The Dangers of Playing Favorites
Another often unseen complication that can come from retainers is treating them differently based on the agreement. This can show itself in two ways. The first is putting more effort into your retainer clients because you want to please them, keep them on board, and keep counting their money. This makes sense to some degree because you should work to keep your current customers happy. It’s much easier to keep a client than to go out and find new ones. Existing clients don’t require onboarding, and building processes for them – once you get to know them – is relatively easier. They have the potential to be better earners because the overall time spent administratively can be much less.
On the other side of the coin is taking retainer clients for granted. Because they’ve signed that contract, and you are somewhat guaranteed of their business, you don’t have to court them, in the same manner, you would like a new client. If given a choice to do work during the day for a new client (who you still may have to impress) vs. a long-time retainer client (who has become familiar and likely trusts you to handle processes how you see fit), it’s easy to allocate resources to that newer client. As your business grows, however, you should strive to make retainer clients your bread and butter. Ignoring their needs can have devastating effects on this plan and can cause you to lose lucrative, long-term contracts that are vital to a growing freelance business.
Practice balance between tending to the retainer and non-retainer clients. You’ll probably always have a mix of the two, so be wise to treat them both with care and give them the service they both deserve!
Retainers Can Work for All Freelancers
Who can retainers work for? Pretty much any service freelancer can establish one. Social media managers, writers, coder, designers, and developers are all business niches that have reported success with this method. If you do work by the hour – or the project – you can make the arrangement work for both you and your client.
You can choose to approach the idea of retainers from the onset of your relationships, even mentioning it in marketing materials and prospecting calls. By presenting it as an easier way to work together (eliminating much of the administration that hourly work can require), it can be the selling point you need to land that new freelance deal.
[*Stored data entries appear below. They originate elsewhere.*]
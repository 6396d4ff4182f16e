//! The Partial offer covenant: incrementally fillable listings.
//!
//! A Partial offer locks the offered tokens behind a P2SH script whose accept
//! path re-derives the maker's required payment from a taker-supplied
//! quantity witness and, when the offer is under-filled, requires the
//! spending transaction to recreate the same covenant holding the remainder.

pub mod approx;

use serde::{Deserialize, Serialize};

use crate::error::{Error, Result};
use crate::script::{Script, opcode};
use crate::ser::ByteReader;
use crate::sign::PubKey;
use crate::token::{TokenId, TokenProtocol};

pub use approx::{
    DEFAULT_DUST_SATS, DEFAULT_MIN_PRICE_INTEGER, DEFAULT_MIN_SCALE_FACTOR,
    DEFAULT_PRICE_PRECISION_RATIO, DEFAULT_SCRIPT_INTEGER_BITS, NANO_SATS_PER_SAT, OfferTerms,
};

/// Version byte at the head of the covenant constants blob.
const CONSTS_VERSION: u8 = 1;
/// Serialized length of the constants blob. Fixed-width fields keep the
/// script length stable across rebuilds.
const CONSTS_LEN: usize = 107;

/// Covenant parameters for a partially fillable offer.
///
/// All integers that participate in script arithmetic
/// (`trunc_tokens × token_scale_factor`, `scaled_trunc_tokens_per_trunc_sat`,
/// `min_accepted_scaled_trunc_tokens`) fit the ledger's signed script
/// integer width; [`approx`] is responsible for producing values that do.
///
/// A partial acceptance never mutates this value: the accept path constructs
/// a fresh `AgoraPartial` for the remainder, mirroring the replacement of
/// the covenant UTXO on-chain.
#[derive(Debug, Clone, PartialEq, Eq, Serialize, Deserialize)]
pub struct AgoraPartial {
    /// Offered quantity with `num_token_trunc_bytes` low bytes discarded.
    pub trunc_tokens: u64,
    /// Low-order bytes truncated from token quantities.
    pub num_token_trunc_bytes: u8,
    /// Precision multiplier applied to truncated token quantities.
    pub token_scale_factor: u64,
    /// The covenant's price integer: scaled truncated tokens bought per
    /// truncated satoshi paid.
    pub scaled_trunc_tokens_per_trunc_sat: u64,
    /// Low-order bytes truncated from satoshi amounts.
    pub num_sats_trunc_bytes: u8,
    /// Minimum acceptance threshold, scaled and truncated.
    pub min_accepted_scaled_trunc_tokens: u64,
    /// Maker key: payment destination and cancel authority.
    pub maker_pk: PubKey,
    pub token_id: TokenId,
    pub token_type: u8,
    pub token_protocol: TokenProtocol,
    /// Lock-time floor enforced on every accepting transaction; randomized
    /// per listing so near-identical offers get distinct script hashes.
    pub enforced_locktime: u32,
    pub dust_sats: u64,
    /// Serialized length of [`Self::script`], tracked externally because the
    /// accept path splices the redeem script out of the signature preimage
    /// and needs its own length as a constant.
    pub script_len: u16,
}

impl AgoraPartial {
    /// One truncation unit of token quantity (`256^num_token_trunc_bytes`).
    pub fn token_trunc_unit(&self) -> u64 {
        1u64 << (8 * self.num_token_trunc_bytes as u32)
    }

    /// One truncation unit of satoshi amount.
    pub fn sats_trunc_unit(&self) -> u64 {
        1u64 << (8 * self.num_sats_trunc_bytes as u32)
    }

    /// The quantity actually offered for sale, in base token units.
    pub fn offered_tokens(&self) -> u64 {
        self.trunc_tokens << (8 * self.num_token_trunc_bytes as u32)
    }

    /// Minimum quantity a taker may accept, in base token units.
    pub fn min_accepted_tokens(&self) -> u64 {
        let scaled = self.min_accepted_scaled_trunc_tokens as u128;
        let unit = self.token_trunc_unit() as u128;
        let scale = self.token_scale_factor as u128;
        ((scaled * unit).div_ceil(scale)) as u64
    }

    /// Round `tokens` down to a whole number of truncation units. Idempotent.
    pub fn prepare_accepted_tokens(&self, tokens: u64) -> u64 {
        let bits = 8 * self.num_token_trunc_bytes as u32;
        (tokens >> bits) << bits
    }

    /// The scaled truncated witness value for an accepted quantity.
    pub fn accepted_scaled(&self, accepted_tokens: u64) -> Result<u64> {
        let bits = 8 * self.num_token_trunc_bytes as u32;
        let trunc = accepted_tokens >> bits;
        if trunc << bits != accepted_tokens {
            return Err(Error::NotTruncationMultiple(
                accepted_tokens,
                self.token_trunc_unit(),
            ));
        }
        trunc
            .checked_mul(self.token_scale_factor)
            .ok_or(Error::ScriptIntegerOverflow(accepted_tokens as i128))
    }

    /// Satoshis the maker must be paid for `accepted_tokens`.
    ///
    /// Mirrors the covenant's own arithmetic exactly: ceiling division by
    /// the price integer, then satoshi un-truncation.
    pub fn asked_sats(&self, accepted_tokens: u64) -> Result<u64> {
        let scaled = self.accepted_scaled(accepted_tokens)? as u128;
        let price = self.scaled_trunc_tokens_per_trunc_sat as u128;
        let asked_trunc_sats = scaled.div_ceil(price);
        let asked = asked_trunc_sats << (8 * self.num_sats_trunc_bytes as u32);
        u64::try_from(asked).map_err(|_| Error::ScriptIntegerOverflow(asked as i128))
    }

    /// Effective price in nano-satoshis per base token unit at a given
    /// acceptance level (defaults to the full offer).
    pub fn price_nano_sats_per_token(&self, accepted_tokens: Option<u64>) -> Result<u128> {
        let accepted = accepted_tokens.unwrap_or_else(|| self.offered_tokens());
        if accepted == 0 {
            return Err(Error::ZeroMinAccepted);
        }
        let asked = self.asked_sats(accepted)? as u128;
        Ok(asked * NANO_SATS_PER_SAT / accepted as u128)
    }

    /// Covenant parameters for the remainder left after accepting
    /// `accepted_tokens`, or `None` for a full fill. The price integer is
    /// carried over unchanged: a partial fill shrinks quantity, never moves
    /// the price.
    pub fn remainder_after(&self, accepted_tokens: u64) -> Result<Option<AgoraPartial>> {
        let bits = 8 * self.num_token_trunc_bytes as u32;
        let accepted_trunc = accepted_tokens >> bits;
        if accepted_trunc << bits != accepted_tokens {
            return Err(Error::NotTruncationMultiple(
                accepted_tokens,
                self.token_trunc_unit(),
            ));
        }
        if accepted_trunc > self.trunc_tokens {
            return Err(Error::AcceptedQuantityOutOfRange {
                accepted: accepted_tokens,
                min: self.min_accepted_tokens(),
                max: self.offered_tokens(),
            });
        }
        if accepted_trunc == self.trunc_tokens {
            return Ok(None);
        }
        let mut remainder = self.clone();
        remainder.trunc_tokens = self.trunc_tokens - accepted_trunc;
        Ok(Some(remainder))
    }

    /// The fixed-width parameter block embedded in the redeem script and
    /// mirrored by the indexer's plugin metadata. [`Self::from_consts`]
    /// decodes the same bytes.
    pub fn covenant_consts(&self) -> Vec<u8> {
        let mut consts = Vec::with_capacity(CONSTS_LEN);
        consts.push(CONSTS_VERSION);
        consts.push(self.token_protocol.to_tag());
        consts.push(self.token_type);
        consts.extend_from_slice(&self.token_id.0);
        consts.extend_from_slice(self.maker_pk.as_bytes());
        consts.push(self.num_token_trunc_bytes);
        consts.push(self.num_sats_trunc_bytes);
        consts.extend_from_slice(&self.token_scale_factor.to_le_bytes());
        consts.extend_from_slice(&self.scaled_trunc_tokens_per_trunc_sat.to_le_bytes());
        consts.extend_from_slice(&self.min_accepted_scaled_trunc_tokens.to_le_bytes());
        consts.extend_from_slice(&self.enforced_locktime.to_le_bytes());
        consts.extend_from_slice(&self.dust_sats.to_le_bytes());
        consts.extend_from_slice(&self.script_len.to_le_bytes());
        debug_assert_eq!(consts.len(), CONSTS_LEN);
        consts
    }

    /// Rebuild covenant parameters from a constants blob plus the truncated
    /// quantity (recovered from the UTXO's indexed token balance).
    pub fn from_consts(consts: &[u8], trunc_tokens: u64) -> Result<Self> {
        let mut reader = ByteReader::new(consts);
        let version = reader.read_u8()?;
        if version != CONSTS_VERSION {
            return Err(Error::MalformedConsts(format!(
                "unknown constants version {version}"
            )));
        }
        let token_protocol = TokenProtocol::from_tag(reader.read_u8()?)?;
        let token_type = reader.read_u8()?;
        let token_id = TokenId(reader.read_array::<32>()?);
        let maker_pk = PubKey(reader.read_array::<32>()?);
        let num_token_trunc_bytes = reader.read_u8()?;
        let num_sats_trunc_bytes = reader.read_u8()?;
        let token_scale_factor = reader.read_u64_le()?;
        let scaled_trunc_tokens_per_trunc_sat = reader.read_u64_le()?;
        let min_accepted_scaled_trunc_tokens = reader.read_u64_le()?;
        let enforced_locktime = reader.read_u32_le()?;
        let dust_sats = reader.read_u64_le()?;
        let script_len = reader.read_u16_le()?;
        if !reader.is_empty() {
            return Err(Error::MalformedConsts("trailing constants bytes".into()));
        }
        if token_scale_factor == 0 || scaled_trunc_tokens_per_trunc_sat == 0 {
            return Err(Error::MalformedConsts("zero covenant factor".into()));
        }
        // Untrusted byte counts feed shift amounts downstream.
        if num_token_trunc_bytes > 7 || num_sats_trunc_bytes > 7 {
            return Err(Error::MalformedConsts(format!(
                "absurd truncation byte counts {num_token_trunc_bytes}/{num_sats_trunc_bytes}"
            )));
        }
        Ok(AgoraPartial {
            trunc_tokens,
            num_token_trunc_bytes,
            token_scale_factor,
            scaled_trunc_tokens_per_trunc_sat,
            num_sats_trunc_bytes,
            min_accepted_scaled_trunc_tokens,
            maker_pk,
            token_id,
            token_type,
            token_protocol,
            enforced_locktime,
            dust_sats,
            script_len,
        })
    }

    /// Derive the redeem script. Deterministic for identical parameters, so
    /// any party can reproduce the locking-script hash from on-chain
    /// metadata.
    pub fn script(&self) -> Script {
        let mut s = Script::new();
        // State push: the quantity still for sale, fixed-width so the accept
        // path can splice a reduced value in at a constant offset when it
        // recreates the covenant for the remainder.
        s.push_slice(&self.trunc_tokens.to_le_bytes());
        s.push_slice(&self.covenant_consts());

        s.push_op(opcode::OP_IF);
        // ── accept ──────────────────────────────────────────────────────
        // Unlocking pushes: [sig, pk, preimage, accepted_scaled, 1].
        // Park the quantity witness; it must arrive pre-truncated and
        // pre-scaled.
        s.push_op(opcode::OP_DUP).push_op(opcode::OP_TOALTSTACK);
        // min_accepted <= accepted_scaled <= trunc_tokens * scale; the upper
        // bound reads the state push so the remainder script differs only in
        // that push
        s.push_int(self.min_accepted_scaled_trunc_tokens as i64);
        s.push_op(opcode::OP_ROT);
        s.push_op(opcode::OP_BIN2NUM);
        s.push_int(self.token_scale_factor as i64);
        s.push_op(opcode::OP_MUL);
        s.push_op(opcode::OP_1ADD);
        s.push_op(opcode::OP_WITHIN);
        s.push_op(opcode::OP_VERIFY);
        // asked_trunc_sats = ceil(accepted_scaled / price_integer)
        s.push_op(opcode::OP_FROMALTSTACK).push_op(opcode::OP_DUP);
        s.push_op(opcode::OP_TOALTSTACK);
        s.push_int(self.scaled_trunc_tokens_per_trunc_sat as i64);
        s.push_op(opcode::OP_1SUB).push_op(opcode::OP_ADD);
        s.push_int(self.scaled_trunc_tokens_per_trunc_sat as i64);
        s.push_op(opcode::OP_DIV);
        // un-truncate into the 8-byte little-endian output amount: zero low
        // bytes first, then the truncated value
        s.push_int(8 - self.num_sats_trunc_bytes as i64);
        s.push_op(opcode::OP_NUM2BIN);
        if self.num_sats_trunc_bytes > 0 {
            s.push_slice(&vec![0u8; self.num_sats_trunc_bytes as usize]);
            s.push_op(opcode::OP_SWAP).push_op(opcode::OP_CAT);
        }
        // expected maker payment output: value || p2pkh(maker_pk)
        let maker_script = self.maker_pk.p2pkh_script();
        let mut maker_tail = vec![maker_script.len() as u8];
        maker_tail.extend_from_slice(maker_script.bytecode());
        s.push_slice(&maker_tail);
        s.push_op(opcode::OP_CAT);
        s.push_op(opcode::OP_TOALTSTACK);
        // dissect the preimage: outputs commitment sits 40 bytes from the
        // end (hash_outputs || locktime || sighash flags)
        s.push_op(opcode::OP_DUP).push_op(opcode::OP_SIZE);
        s.push_int(40).push_op(opcode::OP_SUB);
        s.push_op(opcode::OP_SPLIT).push_op(opcode::OP_NIP);
        s.push_int(32).push_op(opcode::OP_SPLIT).push_op(opcode::OP_DROP);
        // the remainder covenant, when present, is this same script with the
        // state push replaced; slice our own tail out of the script code
        s.push_int(9).push_op(opcode::OP_SPLIT).push_op(opcode::OP_NIP);
        s.push_int(self.script_len as i64 - 9);
        s.push_op(opcode::OP_SPLIT).push_op(opcode::OP_DROP);
        s.push_op(opcode::OP_FROMALTSTACK).push_op(opcode::OP_SWAP);
        s.push_op(opcode::OP_CAT).push_op(opcode::OP_HASH256);
        s.push_op(opcode::OP_EQUALVERIFY);
        // replay fence: every accept commits to this listing's lock-time
        s.push_int(self.enforced_locktime as i64);
        s.push_op(opcode::OP_CHECKLOCKTIMEVERIFY).push_op(opcode::OP_DROP);
        s.push_op(opcode::OP_FROMALTSTACK).push_op(opcode::OP_DROP);
        // the signature binds the pushed preimage to the transaction
        s.push_op(opcode::OP_CHECKSIG);
        s.push_op(opcode::OP_ELSE);
        // ── cancel ──────────────────────────────────────────────────────
        s.push_slice(self.maker_pk.as_bytes());
        s.push_op(opcode::OP_CHECKSIG);
        s.push_op(opcode::OP_ENDIF);
        s
    }

    /// Measure the script and store its length, rebuilding until stable.
    /// The length appears inside the script as a pushed integer whose
    /// encoding can widen once, so a couple of rebuilds may be needed.
    pub fn update_script_len(&mut self) {
        for _ in 0..4 {
            let measured = self.script().len() as u16;
            if measured == self.script_len {
                return;
            }
            self.script_len = measured;
        }
    }

    /// The P2SH locking script guarding the offer UTXO.
    pub fn script_pubkey(&self) -> Script {
        Script::p2sh_of(&self.script())
    }
}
Sharing how it’s a win-win for both of you is the best way to approach it in initial conversations.)
(Just be sure you establish boundaries. A freelance retainer contract doesn’t mean you are “on call” or can do work with a quicker turnaround time. It simply ensures that you will set aside space in your workflow each month for your best and most promising clients.)
Whether you regularly do work on a project or hourly basis, retainer agreements can be a professional way to grow your business. If you already work with a client who would be a good candidate for such an arrangement, appeal to their sense of value by bringing it up. You may even explain how a freelance retainer can save them money, while ensuring you’re available even during the busiest months. Having your guaranteed attention keeps clients feeling valuable and ensures many months of work ahead!